The answer must be an exact copy of every record.

[Supplied records Boundary: Start]

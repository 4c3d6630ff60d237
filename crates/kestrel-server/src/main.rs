// Copyright (c) 2025 Geoffrey Huntley <ghuntley@ghuntley.com>. All rights
// reserved. SPDX-License-Identifier: Proprietary

//! Kestrel key-management server binary.

use clap::{Parser, Subcommand};
use tower_http::trace::TraceLayer;
use tracing_subscriber::{layer::SubscriberExt, util::SubscriberInitExt};

/// Kestrel - mutually-authenticated key-management server.
#[derive(Parser, Debug)]
#[command(
	name = "kestrel-server",
	about = "Kestrel key-management server",
	version
)]
struct Args {
	/// Path to the server configuration file.
	#[arg(long)]
	config: Option<String>,

	#[command(subcommand)]
	command: Option<Command>,
}

#[derive(Subcommand, Debug)]
enum Command {
	/// Show version information
	Version,
}

#[tokio::main]
async fn main() -> Result<(), Box<dyn std::error::Error>> {
	let args = Args::parse();

	if let Some(Command::Version) = args.command {
		println!("kestrel-server {}", env!("CARGO_PKG_VERSION"));
		return Ok(());
	}

	// Load .env file if present
	dotenvy::dotenv().ok();

	let config = kestrel_config::load_config(args.config.as_deref())?;

	tracing_subscriber::registry()
		.with(
			tracing_subscriber::EnvFilter::try_from_default_env()
				.unwrap_or_else(|_| tracing_subscriber::EnvFilter::new(&config.logging.level)),
		)
		.with(tracing_subscriber::fmt::layer())
		.init();

	if config.tls.cert.is_empty() || config.tls.key.is_empty() {
		return Err("tls.cert and tls.key must be configured".into());
	}

	let metrics = kestrel_server::metrics::install_recorder()?;
	let state = kestrel_server::build_state(&config, metrics).await?;
	let app = kestrel_server::create_router(state).layer(TraceLayer::new_for_http());

	let tls = kestrel_server::tls::server_config(&config.tls)?;
	let listener = tokio::net::TcpListener::bind(&config.http.addr).await?;

	tracing::info!(
		addr = %config.http.addr,
		fips = config.fips,
		"starting kestrel-server"
	);

	tokio::select! {
		result = kestrel_server::tls::serve(listener, tls, app) => {
			if let Err(e) = result {
				tracing::error!(error = %e, "server error");
			}
		}
		_ = tokio::signal::ctrl_c() => {
			tracing::info!("received shutdown signal");
		}
	}

	tracing::info!("server shutdown complete");
	Ok(())
}
// Copyright (c) 2025 Geoffrey Huntley <ghuntley@ghuntley.com>. All rights reserved.
// SPDX-License-Identifier: Proprietary

use thiserror::Error;

#[derive(Debug, Error, PartialEq, Eq)]
pub enum VaultError {
	#[error("vault is sealed")]
	Sealed,

	#[error("enclave not found")]
	EnclaveNotFound,

	#[error("{0}")]
	NotImplemented(&'static str),
}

[Supplied records Boundary: End]

(Exercise solution)
repository 4c3d6630ff60d237
filename crates/kestrel-server/src/main.rs
// Copyright (c) 2025 Geoffrey Huntley <ghuntley@ghuntley.com>. All rights
// reserved. SPDX-License-Identifier: Proprietary

//! Kestrel key-management server binary.

use clap::{Parser, Subcommand};
use tower_http::trace::TraceLayer;
use tracing_subscriber::{layer::SubscriberExt, util::SubscriberInitExt};

/// Kestrel - mutually-authenticated key-management server.
#[derive(Parser, Debug)]
#[command(
	name = "kestrel-server",
	about = "Kestrel key-management server",
	version
)]
struct Args {
	/// Path to the server configuration file.
	#[arg(long)]
	config: Option<String>,

	#[command(subcommand)]
	command: Option<Command>,
}

#[derive(Subcommand, Debug)]
enum Command {
	/// Show version information
	Version,
}

#[tokio::main]
async fn main() -> Result<(), Box<dyn std::error::Error>> {
	let args = Args::parse();

	if let Some(Command::Version) = args.command {
		println!("kestrel-server {}", env!("CARGO_PKG_VERSION"));
		return Ok(());
	}

	// Load .env file if present
	dotenvy::dotenv().ok();

	let config = kestrel_config::load_config(args.config.as_deref())?;

	tracing_subscriber::registry()
		.with(
			tracing_subscriber::EnvFilter::try_from_default_env()
				.unwrap_or_else(|_| tracing_subscriber::EnvFilter::new(&config.logging.level)),
		)
		.with(tracing_subscriber::fmt::layer())
		.init();

	if config.tls.cert.is_empty() || config.tls.key.is_empty() {
		return Err("tls.cert and tls.key must be configured".into());
	}

	let metrics = kestrel_server::metrics::install_recorder()?;
	let state = kestrel_server::build_state(&config, metrics).await?;
	let app = kestrel_server::create_router(state).layer(TraceLayer::new_for_http());

	let tls = kestrel_server::tls::server_config(&config.tls)?;
	let listener = tokio::net::TcpListener::bind(&config.http.addr).await?;

	tracing::info!(
		addr = %config.http.addr,
		fips = config.fips,
		"starting kestrel-server"
	);

	tokio::select! {
		result = kestrel_server::tls::serve(listener, tls, app) => {
			if let Err(e) = result {
				tracing::error!(error = %e, "server error");
			}
		}
		_ = tokio::signal::ctrl_c() => {
			tracing::info!("received shutdown signal");
		}
	}

	tracing::info!("server shutdown complete");
	Ok(())
}
// Copyright (c) 2025 Geoffrey Huntley <ghuntley@ghuntley.com>. All rights reserved.
// SPDX-License-Identifier: Proprietary

use thiserror::Error;

#[derive(Debug, Error, PartialEq, Eq)]
pub enum VaultError {
	#[error("vault is sealed")]
	Sealed,

	#[error("enclave not found")]
	EnclaveNotFound,

	#[error("{0}")]
	NotImplemented(&'static str),
}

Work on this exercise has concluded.